*** Block opens ***
//! Recursive descent over the token stream.
//!
//! ```text
//! filter    := expr EOF
//! expr      := operand ( connective operand )*
//! operand   := "(" expr ")" | condition
//! condition := word op literal
//!            | func "(" word "," literal ")"
//!            | "substringof" "(" literal "," word ")"
//! ```
//!
//! Each `expr` level uses a single connective; mixing `and` and `or` without
//! parentheses is rejected instead of guessing a precedence.

use miette::SourceSpan;

use super::error::ParseError;
use super::lexer::{Token, TokenKind};
use crate::config::{Dialect, FilterConfig};
use crate::predicate::{
    CompareOperator, Comparison, Condition, Group, GroupOperator, Literal, Predicate, TextFunction,
};

pub struct Parser<'s, 't> {
    source: &'s str,
    tokens: &'t [Token<'s>],
    pos: usize,
    depth: usize,
    config: FilterConfig,
}

impl<'s, 't> Parser<'s, 't> {
    pub fn new(source: &'s str, tokens: &'t [Token<'s>], config: FilterConfig) -> Self {
        Self {
            source,
            tokens,
            pos: 0,
            depth: 0,
            config,
        }
    }

    /// Parse the complete token stream into one predicate
    pub fn parse_filter(&mut self) -> Result<Predicate, ParseError> {
        if self.tokens.is_empty() {
            return Err(ParseError::Empty);
        }

        let predicate = self.parse_expr()?;

        match self.peek() {
            None => Ok(predicate),
            Some(token) if token.kind == TokenKind::RParen => {
                Err(ParseError::UnmatchedParenthesis {
                    src: self.source.to_string(),
                    span: token.source_span(),
                })
            }
            Some(token) => Err(self.unexpected(token, "'and' or 'or'")),
        }
    }

    fn peek(&self) -> Option<&'t Token<'s>> {
        self.tokens.get(self.pos)
    }

    fn advance(&mut self) -> Option<&'t Token<'s>> {
        let token = self.tokens.get(self.pos);
        if token.is_some() {
            self.pos += 1;
        }
        token
    }

    fn end_span(&self) -> SourceSpan {
        (self.source.len(), 0).into()
    }

    fn unexpected(&self, token: &Token<'_>, expected: &'static str) -> ParseError {
        ParseError::UnexpectedToken {
            found: token.kind.describe(),
            expected,
            src: self.source.to_string(),
            span: token.source_span(),
        }
    }

    fn unexpected_end(&self, expected: &'static str) -> ParseError {
        ParseError::UnexpectedEnd {
            expected,
            src: self.source.to_string(),
            span: self.end_span(),
        }
    }

    /// Next token, failing with `expected` at end of input
    fn expect_any(&mut self, expected: &'static str) -> Result<&'t Token<'s>, ParseError> {
        match self.advance() {
            Some(token) => Ok(token),
            None => Err(self.unexpected_end(expected)),
        }
    }

    fn expect(&mut self, kind: TokenKind<'static>, expected: &'static str) -> Result<(), ParseError> {
        let token = self.expect_any(expected)?;
        if token.kind == kind {
            Ok(())
        } else {
            Err(self.unexpected(token, expected))
        }
    }

    fn connective(&self) -> Option<(GroupOperator, &'t Token<'s>)> {
        let token = self.peek()?;
        match token.kind {
            TokenKind::Word(w) => GroupOperator::from_keyword(w).map(|op| (op, token)),
            _ => None,
        }
    }

    fn parse_expr(&mut self) -> Result<Predicate, ParseError> {
        let mut children = vec![self.parse_operand()?];
        let mut joined_by: Option<(GroupOperator, &'t Token<'s>)> = None;

        while let Some((op, token)) = self.connective() {
            if let Some((first_op, first)) = joined_by {
                if first_op != op {
                    return Err(ParseError::MixedOperators {
                        src: self.source.to_string(),
                        first: first.source_span(),
                        second: token.source_span(),
                    });
                }
            } else {
                joined_by = Some((op, token));
            }
            self.pos += 1;
            children.push(self.parse_operand()?);
        }

        match joined_by {
            Some((op, _)) => Ok(Predicate::Group(Group::new(op, children))),
            None => Ok(children.remove(0)),
        }
    }

    fn parse_operand(&mut self) -> Result<Predicate, ParseError> {
        let token = self.expect_any("a condition or '('")?;
        match &token.kind {
            TokenKind::LParen => self.parse_parenthesized(token),
            TokenKind::Word(word) => self.parse_condition(*word, token),
            _ => Err(self.unexpected(token, "a condition or '('")),
        }
    }

    fn parse_parenthesized(&mut self, open: &'t Token<'s>) -> Result<Predicate, ParseError> {
        self.depth += 1;
        if self.depth > self.config.max_depth {
            return Err(ParseError::TooDeep {
                limit: self.config.max_depth,
                src: self.source.to_string(),
                span: open.source_span(),
            });
        }

        let inner = self.parse_expr()?;

        match self.advance() {
            Some(token) if token.kind == TokenKind::RParen => {}
            Some(token) => return Err(self.unexpected(token, "')'")),
            None => {
                return Err(ParseError::UnclosedParenthesis {
                    src: self.source.to_string(),
                    span: open.source_span(),
                })
            }
        }
        self.depth -= 1;

        // keep the parentheses of `(cond)` so rendering reproduces them
        Ok(match inner {
            group @ Predicate::Group(_) => group,
            condition => Predicate::Group(Group::new(GroupOperator::And, vec![condition])),
        })
    }

    fn parse_condition(&mut self, word: &'s str, token: &'t Token<'s>) -> Result<Predicate, ParseError> {
        if matches!(self.peek(), Some(next) if next.kind == TokenKind::LParen) {
            return self.parse_function(word, token);
        }

        let op_token = self.expect_any("a comparison operator")?;
        let operator = match &op_token.kind {
            TokenKind::Word(w) => {
                CompareOperator::from_keyword(w).ok_or_else(|| ParseError::UnknownOperator {
                    operator: w.to_string(),
                    src: self.source.to_string(),
                    span: op_token.source_span(),
                })?
            }
            _ => return Err(self.unexpected(op_token, "a comparison operator")),
        };

        let value = self.parse_literal()?;

        Ok(Predicate::Condition(Condition::new(
            word,
            Comparison::Compare { operator, value },
        )))
    }

    fn parse_literal(&mut self) -> Result<Literal, ParseError> {
        let token = self.expect_any("a value")?;
        match &token.kind {
            TokenKind::Quoted(s) => Ok(Literal::String(s.clone())),
            TokenKind::Word(w) => Ok(Literal::from_bare(w)),
            _ => Err(self.unexpected(token, "a value")),
        }
    }

    /// Text-function values are always strings; a bare word is taken verbatim
    fn parse_text_value(&mut self) -> Result<String, ParseError> {
        let token = self.expect_any("a string value")?;
        match &token.kind {
            TokenKind::Quoted(s) => Ok(s.clone()),
            TokenKind::Word(w) => Ok(w.to_string()),
            _ => Err(self.unexpected(token, "a string value")),
        }
    }

    fn parse_property(&mut self) -> Result<&'s str, ParseError> {
        let token = self.expect_any("a property name")?;
        match token.kind {
            TokenKind::Word(w) => Ok(w),
            _ => Err(self.unexpected(token, "a property name")),
        }
    }

    fn parse_function(&mut self, name: &'s str, token: &'t Token<'s>) -> Result<Predicate, ParseError> {
        let dialect = self.config.dialect;
        let function = match (name, dialect) {
            ("startswith", _) => TextFunction::StartsWith,
            ("endswith", _) => TextFunction::EndsWith,
            ("contains", Dialect::V4) | ("substringof", Dialect::V2) => TextFunction::Contains,
            _ => {
                let help = match name {
                    "contains" | "substringof" => Some(format!(
                        "The {:?} dialect spells this function `{}`",
                        dialect,
                        dialect.contains_function()
                    )),
                    _ => Some(format!(
                        "Valid functions: {}, startswith, endswith",
                        dialect.contains_function()
                    )),
                };
                return Err(ParseError::UnknownFunction {
                    function: name.to_string(),
                    src: self.source.to_string(),
                    span: token.source_span(),
                    help,
                });
            }
        };

        self.expect(TokenKind::LParen, "'('")?;
        let (property, value) = if name == "substringof" {
            let value = self.parse_text_value()?;
            self.expect(TokenKind::Comma, "','")?;
            (self.parse_property()?, value)
        } else {
            let property = self.parse_property()?;
            self.expect(TokenKind::Comma, "','")?;
            (property, self.parse_text_value()?)
        };
        self.expect(TokenKind::RParen, "')'")?;

        Ok(Predicate::Condition(Condition::new(
            property,
            Comparison::Text { function, value },
        )))
    }
}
*** Block closes ***
(AIM OF THE TASK) Determine which lines above include the word "format", and report those lines in full.

(WRITTEN ANSWER)
                    "contains" | "substringof" => Some(format!(
                    _ => Some(format!(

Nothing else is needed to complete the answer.